== Problem statement ==
Search the data for "single" and copy every matching line.

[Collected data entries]
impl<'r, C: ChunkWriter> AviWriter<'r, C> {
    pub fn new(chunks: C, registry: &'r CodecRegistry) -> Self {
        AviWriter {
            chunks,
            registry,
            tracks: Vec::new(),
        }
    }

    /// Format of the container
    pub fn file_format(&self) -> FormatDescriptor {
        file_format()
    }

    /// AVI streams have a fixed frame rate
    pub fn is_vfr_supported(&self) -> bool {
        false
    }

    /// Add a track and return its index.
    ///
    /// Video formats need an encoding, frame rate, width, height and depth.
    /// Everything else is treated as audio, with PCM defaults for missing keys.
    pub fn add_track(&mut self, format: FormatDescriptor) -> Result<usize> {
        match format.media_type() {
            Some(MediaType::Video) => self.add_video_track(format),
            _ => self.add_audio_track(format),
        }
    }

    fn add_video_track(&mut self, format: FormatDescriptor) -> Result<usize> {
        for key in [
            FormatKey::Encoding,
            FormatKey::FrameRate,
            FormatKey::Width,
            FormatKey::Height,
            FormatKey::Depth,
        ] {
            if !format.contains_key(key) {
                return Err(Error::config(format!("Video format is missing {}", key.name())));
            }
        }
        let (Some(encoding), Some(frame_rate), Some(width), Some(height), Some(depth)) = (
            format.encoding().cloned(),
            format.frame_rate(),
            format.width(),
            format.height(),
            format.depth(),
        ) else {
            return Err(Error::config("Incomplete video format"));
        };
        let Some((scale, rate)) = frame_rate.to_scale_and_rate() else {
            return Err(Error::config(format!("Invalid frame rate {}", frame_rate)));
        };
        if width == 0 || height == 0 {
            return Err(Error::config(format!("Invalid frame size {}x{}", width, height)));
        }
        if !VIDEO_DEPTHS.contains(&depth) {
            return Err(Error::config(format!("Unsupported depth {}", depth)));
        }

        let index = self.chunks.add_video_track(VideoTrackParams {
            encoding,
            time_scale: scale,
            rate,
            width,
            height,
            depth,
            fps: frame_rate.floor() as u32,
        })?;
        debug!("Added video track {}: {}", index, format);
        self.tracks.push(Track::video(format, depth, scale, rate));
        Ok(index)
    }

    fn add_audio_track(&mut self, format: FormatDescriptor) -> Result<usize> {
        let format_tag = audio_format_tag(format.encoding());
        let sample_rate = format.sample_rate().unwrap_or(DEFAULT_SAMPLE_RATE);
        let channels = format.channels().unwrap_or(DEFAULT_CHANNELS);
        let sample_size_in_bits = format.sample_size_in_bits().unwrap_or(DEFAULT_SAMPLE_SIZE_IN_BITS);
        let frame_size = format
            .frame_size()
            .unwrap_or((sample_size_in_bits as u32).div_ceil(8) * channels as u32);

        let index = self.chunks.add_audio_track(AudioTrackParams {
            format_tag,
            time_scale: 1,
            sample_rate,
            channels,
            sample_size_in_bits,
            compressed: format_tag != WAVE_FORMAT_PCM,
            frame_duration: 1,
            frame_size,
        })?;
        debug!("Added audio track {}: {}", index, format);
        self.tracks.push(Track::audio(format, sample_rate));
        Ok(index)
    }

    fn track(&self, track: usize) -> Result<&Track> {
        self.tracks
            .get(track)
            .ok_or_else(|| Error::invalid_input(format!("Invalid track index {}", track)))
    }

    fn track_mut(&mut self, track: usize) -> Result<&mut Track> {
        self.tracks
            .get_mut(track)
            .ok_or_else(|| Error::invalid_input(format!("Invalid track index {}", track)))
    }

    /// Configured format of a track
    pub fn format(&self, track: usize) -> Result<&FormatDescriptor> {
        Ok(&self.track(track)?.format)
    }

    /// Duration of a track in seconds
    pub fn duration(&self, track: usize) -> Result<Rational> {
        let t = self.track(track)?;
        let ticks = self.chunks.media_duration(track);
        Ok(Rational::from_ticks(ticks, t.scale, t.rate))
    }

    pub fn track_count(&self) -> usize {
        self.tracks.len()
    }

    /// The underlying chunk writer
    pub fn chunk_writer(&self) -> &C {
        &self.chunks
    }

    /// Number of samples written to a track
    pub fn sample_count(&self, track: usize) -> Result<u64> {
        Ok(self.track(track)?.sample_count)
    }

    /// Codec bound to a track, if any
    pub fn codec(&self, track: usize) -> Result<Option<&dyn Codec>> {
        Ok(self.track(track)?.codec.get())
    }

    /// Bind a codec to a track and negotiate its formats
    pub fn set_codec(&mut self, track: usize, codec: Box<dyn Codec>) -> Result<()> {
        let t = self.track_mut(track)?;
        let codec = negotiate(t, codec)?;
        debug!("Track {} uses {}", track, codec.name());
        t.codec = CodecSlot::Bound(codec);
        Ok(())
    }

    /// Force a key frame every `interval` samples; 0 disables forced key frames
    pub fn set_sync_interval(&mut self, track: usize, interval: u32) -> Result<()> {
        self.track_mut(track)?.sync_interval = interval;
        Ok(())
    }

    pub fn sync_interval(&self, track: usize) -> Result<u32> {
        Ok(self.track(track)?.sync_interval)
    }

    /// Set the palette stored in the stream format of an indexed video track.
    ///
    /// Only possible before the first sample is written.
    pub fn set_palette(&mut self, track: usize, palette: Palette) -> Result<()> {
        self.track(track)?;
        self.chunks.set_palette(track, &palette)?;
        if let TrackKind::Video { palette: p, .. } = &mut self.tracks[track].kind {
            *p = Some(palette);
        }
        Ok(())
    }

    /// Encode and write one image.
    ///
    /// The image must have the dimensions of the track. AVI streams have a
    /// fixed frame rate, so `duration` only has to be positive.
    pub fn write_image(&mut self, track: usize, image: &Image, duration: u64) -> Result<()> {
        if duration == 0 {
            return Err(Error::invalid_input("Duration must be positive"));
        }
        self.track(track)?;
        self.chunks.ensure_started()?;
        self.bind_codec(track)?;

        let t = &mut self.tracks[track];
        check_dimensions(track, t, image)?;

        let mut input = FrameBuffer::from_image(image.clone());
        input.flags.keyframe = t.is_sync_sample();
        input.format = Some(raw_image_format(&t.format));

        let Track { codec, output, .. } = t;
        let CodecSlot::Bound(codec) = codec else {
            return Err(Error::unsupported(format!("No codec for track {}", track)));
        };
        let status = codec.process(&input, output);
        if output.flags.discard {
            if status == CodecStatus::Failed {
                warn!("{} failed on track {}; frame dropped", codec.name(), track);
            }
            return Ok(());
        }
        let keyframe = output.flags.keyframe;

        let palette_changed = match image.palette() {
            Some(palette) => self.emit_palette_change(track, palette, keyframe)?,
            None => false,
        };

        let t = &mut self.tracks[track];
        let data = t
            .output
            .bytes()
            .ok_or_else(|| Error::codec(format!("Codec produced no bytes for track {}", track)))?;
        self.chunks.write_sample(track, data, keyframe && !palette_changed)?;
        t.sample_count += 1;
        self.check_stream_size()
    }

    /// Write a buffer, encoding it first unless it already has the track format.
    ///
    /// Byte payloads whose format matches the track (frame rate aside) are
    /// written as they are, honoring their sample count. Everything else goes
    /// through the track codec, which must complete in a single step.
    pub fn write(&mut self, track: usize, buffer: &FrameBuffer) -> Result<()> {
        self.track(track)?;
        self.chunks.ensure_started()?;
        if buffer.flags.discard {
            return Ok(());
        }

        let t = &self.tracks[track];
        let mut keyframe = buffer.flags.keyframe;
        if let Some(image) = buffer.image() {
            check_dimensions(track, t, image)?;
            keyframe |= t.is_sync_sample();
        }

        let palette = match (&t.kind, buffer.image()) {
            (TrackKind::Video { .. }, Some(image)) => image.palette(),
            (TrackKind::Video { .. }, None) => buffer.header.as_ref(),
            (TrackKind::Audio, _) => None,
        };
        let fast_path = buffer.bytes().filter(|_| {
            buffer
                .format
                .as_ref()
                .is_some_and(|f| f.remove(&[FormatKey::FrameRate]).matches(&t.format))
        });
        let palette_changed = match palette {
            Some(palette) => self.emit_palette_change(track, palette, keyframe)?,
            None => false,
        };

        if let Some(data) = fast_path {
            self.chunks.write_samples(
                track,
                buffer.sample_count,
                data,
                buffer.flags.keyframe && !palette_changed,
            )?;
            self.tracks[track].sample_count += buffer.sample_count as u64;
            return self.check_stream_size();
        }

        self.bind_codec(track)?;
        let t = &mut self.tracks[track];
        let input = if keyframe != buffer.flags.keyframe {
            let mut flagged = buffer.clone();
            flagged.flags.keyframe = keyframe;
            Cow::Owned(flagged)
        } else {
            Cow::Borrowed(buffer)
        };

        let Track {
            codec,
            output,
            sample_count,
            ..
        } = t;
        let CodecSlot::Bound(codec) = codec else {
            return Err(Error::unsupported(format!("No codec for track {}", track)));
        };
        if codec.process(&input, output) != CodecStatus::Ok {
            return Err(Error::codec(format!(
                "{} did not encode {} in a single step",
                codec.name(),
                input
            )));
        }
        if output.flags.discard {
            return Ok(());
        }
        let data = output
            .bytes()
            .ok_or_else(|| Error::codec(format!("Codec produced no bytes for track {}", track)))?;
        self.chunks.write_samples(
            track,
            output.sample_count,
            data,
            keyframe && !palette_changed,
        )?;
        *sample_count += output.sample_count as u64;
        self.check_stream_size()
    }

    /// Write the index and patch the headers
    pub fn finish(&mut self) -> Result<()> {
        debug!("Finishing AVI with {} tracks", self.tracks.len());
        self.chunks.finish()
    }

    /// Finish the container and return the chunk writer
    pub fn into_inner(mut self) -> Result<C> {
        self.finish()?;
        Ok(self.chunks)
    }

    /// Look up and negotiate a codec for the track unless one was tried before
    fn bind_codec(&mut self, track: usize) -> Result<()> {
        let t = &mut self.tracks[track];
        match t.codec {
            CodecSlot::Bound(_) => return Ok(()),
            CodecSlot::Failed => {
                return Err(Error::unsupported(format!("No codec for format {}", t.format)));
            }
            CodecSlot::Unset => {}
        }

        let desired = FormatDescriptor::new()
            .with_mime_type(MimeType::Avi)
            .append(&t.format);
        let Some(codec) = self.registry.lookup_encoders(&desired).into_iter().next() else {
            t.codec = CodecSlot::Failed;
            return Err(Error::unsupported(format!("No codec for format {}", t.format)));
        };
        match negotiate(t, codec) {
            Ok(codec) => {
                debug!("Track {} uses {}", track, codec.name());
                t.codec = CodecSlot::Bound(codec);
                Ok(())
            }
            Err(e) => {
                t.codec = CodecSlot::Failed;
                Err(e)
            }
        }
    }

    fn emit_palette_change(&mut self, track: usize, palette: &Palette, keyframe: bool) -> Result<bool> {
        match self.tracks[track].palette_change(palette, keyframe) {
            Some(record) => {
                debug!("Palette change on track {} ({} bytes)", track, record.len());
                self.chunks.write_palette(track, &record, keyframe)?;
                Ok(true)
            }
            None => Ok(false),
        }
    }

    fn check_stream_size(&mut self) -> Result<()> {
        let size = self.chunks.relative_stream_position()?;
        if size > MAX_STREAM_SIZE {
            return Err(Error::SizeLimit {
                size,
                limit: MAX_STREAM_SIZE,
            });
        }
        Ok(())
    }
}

== Task output ==
    /// through the track codec, which must complete in a single step.
                "{} did not encode {} in a single step",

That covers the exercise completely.